My noble friend’s Motion of Regret contains many important reservations and I wholly endorse his remarks but there are other concerns as well. I will not repeat my noble friend’s remarks on the inconsistency of the CCG membership provisions but I would like to supplement them briefly. It seems bizarre to me to allow GPs with acknowledged conflicts of interest in a CCG area to serve on the CCG, though with appropriate safeguards and sanctions for failing to acknowledge those conflicts—sanctions which we discussed extensively during the Bill’s passage through this House—but not to allow specialist doctors to do exactly the same. This seems to me not to be in the best interests of patients because it appears to be punishing expertise of a specialist nature in terms of the development of services by commissioners in a particular local area.

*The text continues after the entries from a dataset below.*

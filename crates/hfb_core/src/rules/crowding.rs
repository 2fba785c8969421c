//! Crowding rule
//!
//! Defenders may not park in the box in front of the ball for more than a
//! few seconds unless an attacker is in there with them. The box spans from
//! one player radius behind the ball spot to `zone_depth_yards` in front of
//! it (never past the red-zone edge), between the hashes. The quarterback
//! is ignored.
//!
//! Counting starts `grace_after_hike_ms` after the hike. Per-defender
//! streaks reset whenever the box is empty of defenders or an attacker is
//! in it; a separate history of every crowding tick this down is kept to
//! split the foul credit when several defenders are flagged together.

use std::collections::BTreeMap;

use crate::field::{measures, Vec2};
use crate::referee::{PenaltyOutcome, Referee, ScheduledAction};
use crate::room::{Marker, PlayerDisc, PlayerId, Room};
use crate::ruling::Foul;
use crate::stats::{StatKind, StatsSink};

/// Per-defender crowding counters
#[derive(Debug, Clone, Default)]
pub(crate) struct CrowdingTracker {
    /// Consecutive ticks in the box, in order of arrival
    streaks: Vec<(PlayerId, u32)>,
    /// Every crowding tick of the current down
    history: BTreeMap<PlayerId, u32>,
}

impl CrowdingTracker {
    pub(crate) fn clear(&mut self) {
        self.streaks.clear();
        self.history.clear();
    }

    pub(crate) fn reset_streaks(&mut self) {
        self.streaks.clear();
    }

    /// Records one tick with `defenders` in the box. Defenders that left
    /// lose their streak.
    pub(crate) fn observe(&mut self, defenders: &[PlayerId]) {
        self.streaks.retain(|(id, _)| defenders.contains(id));
        for &id in defenders {
            match self.streaks.iter_mut().find(|(p, _)| *p == id) {
                Some((_, ticks)) => *ticks += 1,
                None => self.streaks.push((id, 1)),
            }
            *self.history.entry(id).or_insert(0) += 1;
        }
    }

    pub(crate) fn streak(&self, player: PlayerId) -> u32 {
        self.streaks
            .iter()
            .find(|(id, _)| *id == player)
            .map_or(0, |(_, ticks)| *ticks)
    }

    pub(crate) fn longest_streak(&self) -> u32 {
        self.streaks.iter().map(|(_, ticks)| *ticks).max().unwrap_or(0)
    }

    /// Splits foul credit between `offenders` by their share of the
    /// recorded crowding ticks.
    ///
    /// One foul is handed out per `threshold_ticks` of crowding (rounded
    /// up, at least one). Shares are rounded with the largest-remainder
    /// method, then every offender that contributed gets at least one.
    pub(crate) fn apportion(&self, offenders: &[PlayerId], threshold_ticks: u32) -> Vec<(PlayerId, i32)> {
        let ticks: Vec<(PlayerId, u32)> = offenders
            .iter()
            .map(|&id| (id, self.history.get(&id).copied().unwrap_or(0)))
            .collect();
        let total: u32 = ticks.iter().map(|(_, t)| t).sum();
        if total == 0 {
            return offenders.iter().map(|&id| (id, 1)).collect();
        }

        let fouls = total.div_ceil(threshold_ticks.max(1)).max(1) as i32;

        let mut shares: Vec<(PlayerId, i32, f64)> = ticks
            .iter()
            .map(|&(id, t)| {
                let exact = fouls as f64 * t as f64 / total as f64;
                (id, exact.floor() as i32, exact - exact.floor())
            })
            .collect();

        let mut left = fouls - shares.iter().map(|(_, n, _)| n).sum::<i32>();
        let mut order: Vec<usize> = (0..shares.len()).collect();
        order.sort_by(|&a, &b| shares[b].2.total_cmp(&shares[a].2));
        for index in order {
            if left <= 0 {
                break;
            }
            shares[index].1 += 1;
            left -= 1;
        }

        shares
            .into_iter()
            .zip(ticks)
            .map(|((id, n, _), (_, t))| (id, if t > 0 { n.max(1) } else { n }))
            .collect()
    }
}

/// The box in front of the ball
#[derive(Debug, Clone, Copy, PartialEq)]
pub(crate) struct CrowdingZone {
    /// Edge behind the ball spot
    pub(crate) back_x: f64,
    /// Edge toward the defense
    pub(crate) front_x: f64,
    pub(crate) half_height: f64,
}

impl CrowdingZone {
    /// Strictly inside the box. A box squeezed shut contains nothing.
    pub(crate) fn contains(&self, point: Vec2) -> bool {
        let between = if self.front_x >= self.back_x {
            point.x > self.back_x && point.x < self.front_x
        } else {
            point.x < self.back_x && point.x > self.front_x
        };
        between && point.y.abs() < self.half_height
    }
}

impl<S: StatsSink> Referee<S> {
    pub(crate) fn crowding_zone(&self) -> CrowdingZone {
        let sign = self.state.team_with_ball.attack_sign();
        let start = self.ball_start();
        let rules = &self.config.crowding;

        let back_x = start.x - sign * rules.player_radius;
        let reach = start.x + sign * rules.zone_depth_yards * measures::YARD;
        let front_x = if sign > 0.0 {
            reach.min(measures::RED_ZONE_X)
        } else {
            reach.max(-measures::RED_ZONE_X)
        };

        CrowdingZone {
            back_x,
            front_x: if (front_x - back_x) * sign <= 0.0 { back_x } else { front_x },
            half_height: measures::HASH_Y,
        }
    }

    /// Runs the crowding rule for one tick. Returns whether a foul was called.
    pub(crate) fn crowding_tick(&mut self, room: &mut dyn Room, players: &[PlayerDisc]) -> bool {
        if !self.config.crowding.enabled {
            return false;
        }
        let Some(hiked_at) = self.state.play.hike_time_ms else {
            return false;
        };
        if self.now() < hiked_at + self.config.crowding.grace_after_hike_ms {
            return false;
        }

        let zone = self.crowding_zone();
        let team = self.state.team_with_ball;
        let quarterback = self.state.play.quarterback;

        let in_zone: Vec<&PlayerDisc> = players
            .iter()
            .filter(|p| p.team.is_playing() && Some(p.id) != quarterback && zone.contains(p.position))
            .collect();
        let defenders: Vec<&PlayerDisc> = in_zone.iter().copied().filter(|p| p.team != team).collect();
        let attackers_inside = in_zone.iter().any(|p| p.team == team);

        if defenders.is_empty() || attackers_inside {
            self.crowding.reset_streaks();
            return false;
        }

        let ids: Vec<PlayerId> = defenders.iter().map(|p| p.id).collect();
        self.crowding.observe(&ids);

        let threshold = self.config.ms_to_ticks(self.config.crowding.threshold_ms);
        if self.crowding.longest_streak() < threshold {
            return false;
        }

        let blocked_distance = self.config.crowding.blocked_distance;
        let blocked = defenders.iter().any(|d| {
            players
                .iter()
                .filter(|p| p.team == team)
                .any(|a| d.gap_to_player(a) < blocked_distance)
        });
        if blocked {
            return false;
        }

        log::info!("crowding by {:?}", ids);

        let outcome = self.escalate_defensive_penalty(self.config.penalties.crowding_yards);
        for (player, fouls) in self.crowding.apportion(&ids, threshold) {
            if fouls > 0 {
                self.credit(player, StatKind::Fouls, fouls);
            }
        }

        self.render_crowding_zone(room, &zone);
        self.halt_play();
        self.schedule(
            ScheduledAction::EnforceCrowding {
                outcome,
                offenders: ids,
            },
            self.config.crowding.display_ms,
        );
        true
    }

    pub(crate) fn enforce_crowding(&mut self, room: &mut dyn Room, outcome: PenaltyOutcome, offenders: Vec<PlayerId>) {
        self.clear_crowding_markers(room);
        self.enforce_defensive_penalty(room, Foul::Crowding, offenders, outcome);
    }

    fn render_crowding_zone(&mut self, room: &mut dyn Room, zone: &CrowdingZone) {
        let start_x = self.ball_start().x;
        let top = -zone.half_height;
        let bottom = zone.half_height;

        let corners = [
            Vec2::new(start_x, top),
            Vec2::new(zone.front_x, top),
            Vec2::new(zone.front_x, bottom),
            Vec2::new(start_x, bottom),
        ];

        room.place_marker(Marker::CrowdingEdge(0), corners[0], corners[1]);
        room.place_marker(Marker::CrowdingEdge(1), corners[3], corners[2]);
        room.place_marker(Marker::CrowdingEdge(2), corners[1], corners[2]);
        room.place_marker(Marker::CrowdingEdge(3), corners[0], corners[3]);
        for (index, corner) in corners.into_iter().enumerate() {
            room.place_marker(Marker::CrowdingCorner(index as u8), corner, corner);
        }
    }

    pub(crate) fn clear_crowding_markers(&mut self, room: &mut dyn Room) {
        for index in 0..4 {
            room.clear_marker(Marker::CrowdingEdge(index));
            room.clear_marker(Marker::CrowdingCorner(index));
        }
    }
}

My second point, which I want to dwell on a little longer, concerns the issues relating to accountable officers, which to a great extent, to my reasonably tutored eye, look remarkably similar to the roles of chief executives in PCTs. Has the Minister seen the information about CCG accountable officers in the Health Service Journal of 11 October? This reveals that 72% of the emerging 211 CCGs have chosen managers and not GPs as their accountable officers. Only 22% of the accountable officers are GPs—a drop in the 38% expected as recently as March 2012. This is because the job of the accountable officer looks remarkably like the job of a PCT chief executive and simply does not appeal to GPs. As I recall, the Government, when pushing for this legislation and these reforms, made much of the fact that they wanted to see GPs in a leadership role driving clinical commissioning in a reformed NHS. We seem to have ended up with a situation in which GPs as a whole are walking away from a leadership role in commissioning. That leaves the Government’s strategy of increasing clinical involvement in commissioning services, which I wholly support, in a very weakened state. It suggests that after all the upheaval of the poorly constructed Bill, which we spent months discussing, we will end up with more than 200 CCGs replacing 150 PCTs, but still with about 150 PCT chief executive equivalents running the show within CCGs. This is a bizarre outcome from the time we spent on the Bill. Did we really labour through the Bill for many months to achieve that outcome? Can the Minister confirm that the Health Service Journal data are correct? What proportion of the £60 billion a year going to clinical commissioning groups will come under accountable officers who are not GPs or doctors?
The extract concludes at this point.